Re: Idempotence and "Replication Insensitivity" are equivalent ?

pamelafluente_at_libero.it wrote:
> vc ha scritto:
>
> > pamelafluente_at_libero.it wrote:
> > > vc ha scritto:
> > >
> > > > pamelafluente_at_libero.it wrote:
> > > > > vc ha scritto:
> > > > ' m(f(x)) = f(m(x))' is a standard and very simple definition of
> > > > quantile invarince under monotonic transformations that can be found in
> > > > any statistics course.
> > >
> > > I know what is meant by saying that taking the interval between the 2
> > > central values is a way to preserve invariance wrt to monotonic trans,
> > > and I do agree with that, but.. the point is that you do not seem to be
> > > aware of the meaning of that statement
> > >
> > > Tell me what it means to you that an *Interval*, such as the median
> > > values, is invariant wrt to monotonic transf. Let's make an example
> > > with:
> > > 10 100 1000 10000 and Log. What does it mean to you that the median
> > > interval [100, 1000] is invariant wrt to Log transformation and how do
> > > you fit it in the expression m(f(x)) = f(m(x)) ?
> >
> > log(X): {1, 2, 3, 4}, m(log(X)): [2, 3]
> > m(X) : [100, 1000], log(m(X)) : [2, 3]
>
> Ah finally. That's just wanted you to get aware of:
> You say:
>
> m(X) : [100, 1000],
>
> therefore log(m(X)) is formally the same as log( [100, 1000] )
>
> what does log( [100, 1000] ) means ?

It means what it has always meant in the elementary school: mapping every point in the closed interval to its logarithm.

>
> Nothing. If you do not define it.

If you say so, that's OK with me.

[...]
> I just note that MEDIAN() is used by every DBA or user and they need
> to
> know nothing about probability measure.

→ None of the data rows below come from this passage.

//! # ledger-db: Sheet Store Adapter
//!
//! Every call the ledger makes to its tabular backend goes through this crate.
//!
//! ## Architecture Position
//! ```text
//! ┌─────────────────────────────────────────────────────────────────────────┐
//! │                        Sheet Ledger Data Flow                           │
//! │                                                                         │
//! │  ledger-engine (commit_sale, restock, reports)                          │
//! │       │                                                                 │
//! │       ▼                                                                 │
//! │  ┌─────────────────────────────────────────────────────────────────┐   │
//! │  │                    ledger-db (THIS CRATE)                       │   │
//! │  │                                                                 │   │
//! │  │   ┌───────────────┐    ┌───────────────┐    ┌──────────────┐  │   │
//! │  │   │ Repositories  │    │   Workbook    │    │  SheetStore  │  │   │
//! │  │   │               │    │               │    │              │  │   │
//! │  │   │ InventoryRepo │───►│ named columns │───►│ Memory       │  │   │
//! │  │   │ CustomerRepo  │    │ RowHandle     │    │ SQLite       │  │   │
//! │  │   │ InvoiceRepo   │    │ build_row     │    │ (remote)     │  │   │
//! │  │   └───────────────┘    └───────────────┘    └──────────────┘  │   │
//! │  │                                                                 │   │
//! │  └─────────────────────────────────────────────────────────────────┘   │
//! └─────────────────────────────────────────────────────────────────────────┘
//! ```
//!
//! ## Module Organization
//!
//! - [`store`] - The `SheetStore` trait and its backends
//! - [`workbook`] - Header-resolved access (`Workbook`, `RowHandle`)
//! - [`tables`] - The six ledger tables and their default headers
//! - [`repository`] - Typed repositories per table
//! - [`pool`] - SQLite connection pool
//! - [`migrations`] - Embedded SQLite migrations
//! - [`error`] - Store error types
//!
//! ## Usage
//!
//! ```rust,ignore
//! use ledger_db::{MemoryWorkbook, Workbook};
//!
//! let workbook = Workbook::new(Arc::new(MemoryWorkbook::new()));
//! workbook.ensure_all().await?;
//!
//! let items = workbook.inventory().list().await?;
//! ```

// =============================================================================
// Module Declarations
// =============================================================================

pub mod error;
pub mod migrations;
pub mod pool;
pub mod repository;
pub mod store;
pub mod tables;
pub mod workbook;

// =============================================================================
// Re-exports
// =============================================================================

pub use error::{StoreError, StoreResult};
pub use pool::DbConfig;
pub use store::memory::{Fault, FaultKind, MemoryWorkbook, StoreOp};
pub use store::sqlite::SqliteWorkbook;
pub use store::SheetStore;
pub use tables::LedgerTable;
pub use workbook::{RowHandle, Workbook};

// Repository re-exports for convenience
pub use repository::{
    CustomerRepository, ExpenseRepository, InventoryRepository, InvoiceRepository,
    SettingsRepository,
};
//! # Checkout Pricing
//!
//! Computes what the presentation layer shows at checkout and then hands to
//! the sale commit engine.
//!
//! ```text
//! ┌─────────────────────────────────────────────────────────────────────────┐
//! │  lines ──► Σ qty × unit price ──► subtotal                              │
//! │                                      │                                  │
//! │                     TaxRate (retail) ▼                                  │
//! │                                   + tax ──► grand total                 │
//! │                                               │                         │
//! │                  store credit (≤ grand total) ▼                         │
//! │                                   − credit ──► amount due               │
//! │                                                (written as TotalAmount) │
//! └─────────────────────────────────────────────────────────────────────────┘
//! ```

use serde::{Deserialize, Serialize};

use crate::money::Money;
use crate::types::{InventoryItem, SaleLine, TaxRate};

/// Unit price for an item.
///
/// Wholesale buyers pay `WholesalePrice` when it is set (> 0), everyone else
/// pays `Price`.
pub fn unit_price(item: &InventoryItem, wholesale: bool) -> Money {
    if wholesale && item.wholesale_price.is_positive() {
        item.wholesale_price
    } else {
        item.price
    }
}

/// Whether tax is charged by default. Wholesale sales are tax-exempt unless
/// the cashier opts in.
pub fn default_apply_tax(wholesale: bool) -> bool {
    !wholesale
}

/// Totals for one checkout.
#[derive(Debug, Clone, Copy, PartialEq, Eq, Serialize, Deserialize)]
pub struct CheckoutQuote {
    pub subtotal: Money,
    pub tax: Money,
    /// `subtotal + tax`.
    pub grand_total: Money,
    /// Store credit applied, never more than `grand_total`.
    pub credit_applied: Money,
    /// `grand_total − credit_applied`.
    pub amount_due: Money,
}

/// Largest credit that can be applied to a total.
pub fn max_applicable_credit(available: Money, grand_total: Money) -> Money {
    available.min(grand_total).max(Money::zero())
}

/// Prices a cart.
///
/// ## Arguments
/// * `lines` - cart lines with their unit price already chosen
/// * `rate` - the `TaxRate` setting
/// * `apply_tax` - see [`default_apply_tax`]
/// * `credit_requested` - credit the customer wants to spend; capped at the
///   grand total
///
/// ## Example
/// ```rust
/// use ledger_core::money::Money;
/// use ledger_core::pricing::quote;
/// use ledger_core::types::{SaleLine, TaxRate};
///
/// let lines = vec![SaleLine::new("T-1", "Thread", 10, Money::from_cents(1_000))];
/// let q = quote(&lines, TaxRate::from_fraction(0.08), true, Money::from_cents(500));
/// assert_eq!(q.subtotal.cents(), 10_000);
/// assert_eq!(q.tax.cents(), 800);
/// assert_eq!(q.amount_due.cents(), 10_300);
/// ```
pub fn quote(
    lines: &[SaleLine],
    rate: TaxRate,
    apply_tax: bool,
    credit_requested: Money,
) -> CheckoutQuote {
    let subtotal: Money = lines.iter().map(SaleLine::line_total).sum();
    let tax = if apply_tax {
        subtotal.calculate_tax(rate)
    } else {
        Money::zero()
    };
    let grand_total = subtotal + tax;
    let credit_applied = max_applicable_credit(credit_requested, grand_total);

    CheckoutQuote {
        subtotal,
        tax,
        grand_total,
        credit_applied,
        amount_due: grand_total - credit_applied,
    }
}

// =============================================================================
// Payment Method Credit Suffix
// =============================================================================

/// Payment method as written on the invoice header.
///
/// When credit was redeemed the amount is recorded inline, since the
/// `Transactions` table has no credit column:
///
/// ```rust
/// use ledger_core::money::Money;
/// use ledger_core::pricing::payment_method_with_credit;
///
/// assert_eq!(payment_method_with_credit("Cash", Money::from_cents(1_000)), "Cash (+$10.00 Credit)");
/// assert_eq!(payment_method_with_credit("Cash", Money::zero()), "Cash");
/// ```
pub fn payment_method_with_credit(payment_method: &str, credit: Money) -> String {
    if credit.is_positive() {
        format!("{} (+{} Credit)", payment_method, credit)
    } else {
        payment_method.to_string()
    }
}

/// Reads the credit amount back out of a payment method cell.
pub fn parse_credit_suffix(payment_method: &str) -> Option<Money> {
    let trimmed = payment_method.trim_end();
    let body = trimmed.strip_suffix("Credit)")?;
    let start = body.rfind("(+")?;
    Money::parse(&body[start + 2..]).ok()
}

// =============================================================================
// Unit Tests
// =============================================================================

That's funny, what do those hypothetical DBA/users use the median for if they, according to you, have no clue what the beast is ? Is it, like, religious ritual ?

>
> > >Of course any set of distinct values can be seen as a uniform discrete
> > > distribution, but that is not necessary.
> >
> > That statement does not make any obvious sense.
>
> It does to me. {1 2 5} can be seen as a uniform with masses equal to
> 1/3.

How do you know ? Are you saying that three samples are sufficient to draw a conclusion like that ? If so, it would be quite a revolution in statistics, they do not need ridiculous stuff like the law of large numbers and such any more.

>
> Here again our opinions are not coincident.
>
>
>
> Thanks for the instructive discussion :)
>
> -P
Received on Tue Sep 26 2006 - 17:56:54 CEST